Among the causes of this Tuscanization, some factors internal to the vernacular have been identified, like its relative isolation from even its closest relatives, its being halfway—both geographically and linguistically—between the Tuscan and Southern dialects, and the abnormal presence of the Latin superstratum, which, being an official language with elevated status, had undermined its prestige from the very beginning.

In 1932, linguist Bruno Migliorini
described the decline of Old Romanesco as a result of demographic increase in the population of Tuscan origin, with their more-prestigious linguistic variety displacing Roman vernacular in the written language, and relegating it to the lowest levels of spoken language, as exemplified in the following table:

| | 14th century | 16th century |
| written language | Latin, literary Romanesco | Latin, literary Tuscan |
| spoken language | Roman vernacular | spoken Tuscan, Roman vernacular |

Migliorini's view has been challenged by Mancini, who defined it as "simplistic", and failing to account for sociolinguistic elements, as Roman vernacular was an "instrument of linguistic identification" for Rome's middle class, whose loss of political and economical power after the return of Pope Gregory XI to Rome in 1377, following the end of the Avignon Papacy, meant the decline of their linguistic variety in favor of Tuscan, which became the highest linguistic benchmark.

Mancini rather saw the linguistic situation of 14th-century Rome as divided in three layers:
- an official language, strictly adhering to the rules of Tuscan, with many Latin influences, and very few local traits;
- a "medial" language, used by the wealthy classes, with Florentine influences;
- a popular language, with Old Romanesco characteristics, that soon became the object of the stigmatization which would later lead to its disappearance.

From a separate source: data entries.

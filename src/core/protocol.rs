// src/core/protocol.rs

//! The JSON message envelope shared by bots, workers, and subscribers.
//!
//! The gateway only interprets the handful of fields it needs for routing and
//! correlation (`post_type`, `self_id`, `echo`, `action`, ...). Everything else
//! is opaque platform payload and is forwarded untouched.

use crate::core::NexusError;
use serde_json::{Value, json};

/// Retcode reported when an API call has no live target to go to.
pub const RETCODE_NO_TARGET: i64 = 1404;
/// Retcode reported when an API call timed out waiting for its response.
pub const RETCODE_TIMEOUT: i64 = 1408;

/// A parsed message envelope. Wraps the raw JSON object so unknown
/// platform-specific fields survive a round trip through the gateway.
#[derive(Debug, Clone)]
pub struct Envelope {
    raw: Value,
}

impl Envelope {
    /// Parses a text frame into an envelope. The frame must be a JSON object.
    pub fn parse(text: &str) -> Result<Self, NexusError> {
        let raw: Value = serde_json::from_str(text)
            .map_err(|e| NexusError::InvalidFrame(format!("invalid JSON: {e}")))?;
        Self::from_value(raw)
    }

    /// Wraps an already-deserialized JSON value.
    pub fn from_value(raw: Value) -> Result<Self, NexusError> {
        if !raw.is_object() {
            return Err(NexusError::InvalidFrame(
                "envelope must be a JSON object".to_string(),
            ));
        }
        Ok(Self { raw })
    }

    /// Returns a routing/identity field normalized to a string.
    ///
    /// Platforms disagree on whether ids are JSON numbers or strings, and some
    /// exceed 2^53, so numbers are rendered from the raw token rather than
    /// going through an f64.
    fn id_field(&self, key: &str) -> Option<String> {
        match self.raw.get(key)? {
            Value::String(s) => Some(s.clone()),
            Value::Number(n) => Some(n.to_string()),
            _ => None,
        }
    }

    fn str_field(&self, key: &str) -> Option<&str> {
        self.raw.get(key).and_then(Value::as_str)
    }

    pub fn post_type(&self) -> Option<&str> {
        self.str_field("post_type")
    }

    pub fn message_type(&self) -> Option<&str> {
        self.str_field("message_type")
    }

    pub fn notice_type(&self) -> Option<&str> {
        self.str_field("notice_type")
    }

    pub fn request_type(&self) -> Option<&str> {
        self.str_field("request_type")
    }

    pub fn self_id(&self) -> Option<String> {
        self.id_field("self_id")
    }

    pub fn user_id(&self) -> Option<String> {
        self.id_field("user_id")
    }

    pub fn group_id(&self) -> Option<String> {
        self.id_field("group_id")
    }

    /// The correlation token. Its presence means "must be correlated";
    /// absence means fire-and-forget.
    pub fn echo(&self) -> Option<String> {
        self.id_field("echo")
    }

    /// The API action name on outbound calls.
    pub fn action(&self) -> Option<&str> {
        self.str_field("action")
    }

    /// Gateway-level control frames (`{"meta": "register" | "heartbeat"}`).
    pub fn meta(&self) -> Option<&str> {
        self.str_field("meta")
    }

    /// An API response: carries a correlation token but is not an event
    /// and not an outbound call.
    pub fn is_api_response(&self) -> bool {
        self.echo().is_some() && self.post_type().is_none() && self.action().is_none()
    }

    /// An outbound API call (`{"action": ..., "params": ...}`).
    pub fn is_api_request(&self) -> bool {
        self.action().is_some()
    }

    pub fn raw(&self) -> &Value {
        &self.raw
    }

    pub fn get(&self, key: &str) -> Option<&Value> {
        self.raw.get(key)
    }

    /// Serializes the envelope back into a text frame.
    pub fn to_frame(&self) -> String {
        self.raw.to_string()
    }
}

/// Builds a synthetic failure response for a correlated API call.
pub fn failed_response(echo: &str, retcode: i64, message: &str) -> Envelope {
    Envelope {
        raw: json!({
            "status": "failed",
            "retcode": retcode,
            "message": message,
            "echo": echo,
        }),
    }
}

Linguist Pietro Trifone posited that, while the process of Tuscanization was well underway in regard to written language in the 15th century, the same process for spoken language should be pushed forward to the 16th, after the 1527 sack of Rome led to a drastic decrease in the numbers of the indigenous Roman populace, rendering second-phase Romanesco "an unusable tool for the whole community of speakers". He later also claimed that the heavy, influential presence of Tuscans in Rome would not have been enough to cause the decline of the spoken vernacular, as it wasn't in Naples, despite there having been strong Tuscan influences as well.

====Innovations====
Marazza reports the following changes:

=====Phonology=====
- Gradual elimination of metaphonic diphthongs //jɛ, wɔ//
- Vowel breaking of stressed //ɛ// in open syllables into //jɛ//, as in Tuscan (sometimes even erroneously, through hypercorrection)
- Raising of stressed //e// before /[ŋ]/, e.g. lingua ("tongue", displacing earlier lengua)
- Monophthongization of diphthong //wɔ// into //ɔ//, e.g. bono ("good"; compare earlier buono)
- Alternation of the metaphonetic diphthong //wɔ// with //wɛ//, e.g. cuerpo/cuorpo ("body")
- Voicing of intervocalic voiceless plosives according to Tuscan pronunciation, e.g. padre ("father"; compare earlier patre)
- Distinction between //b// and //v// according to Tuscan pronunciation, but with gemination of postvocalic //b//, e.g. la bbarba ("the beard")
- Palatalization
  - ⟨gn⟩ → //ɲɲ//, e.g. falegname ("carpenter"; compare earlier falename)
  - //ks// → //ʃʃ//, e.g. lascià ("to leave; to let")
  - //sj// → //ʃ// or //dd͡ʒ//, e.g. camicia ("shirt"), priggione ("prison; prisoner")
  - //kj// → //tt͡ʃ//, e.g. occio ("eye"; compare earlier uocchio)
- Substitution of palatalized ⟨-pj-⟩ //tt͡ʃ// → //ppj//, e.g.: earlier Accia → Appia ("Appian")
- Substitution of unstressed //ar// with //er//, e.g. comperare ("to buy")
- Apocope of infinitive verb forms, e.g. annà ("to go"; compare earlier annare)

=====Morphology=====
- Plural forms of possessives ending in -a, e.g. mia, tua, sua
- the adverb puro ("also")
- Notable forms in the conjugation of the verb essere:
  - Indicative present:
    - semo (1st plural), sete (2nd plural), so (3rd plural)
- Notable forms in the conjugation of the verb avere:
  - Indicative present:
    - avemo (1st plural), ate (2nd plural)
  - Imperfective indicative:
    - avo (1st singular)
- 3rd-person plural present indicative ending in -eno, e.g. moveno ("they move")

===Early Modern period===
In the first half of the 16th century, with the rule of popes Leo X and Clement VII, both part of the Florentine House of Medici, the Tuscanization process reached its peak, as seen through the introduction of vernacular language in papal documents in the first decades of the century.
The ruling class and the cultural elites of Rome were cosmopolitan, often with no actual ties to the social tissue of the city. While this meant that Tuscanizing linguistic influences were mainly confined to the courtly language, the urban upper classes' criticisms of the local dialect grew stronger, leading them to regularly avoid it in higher registers.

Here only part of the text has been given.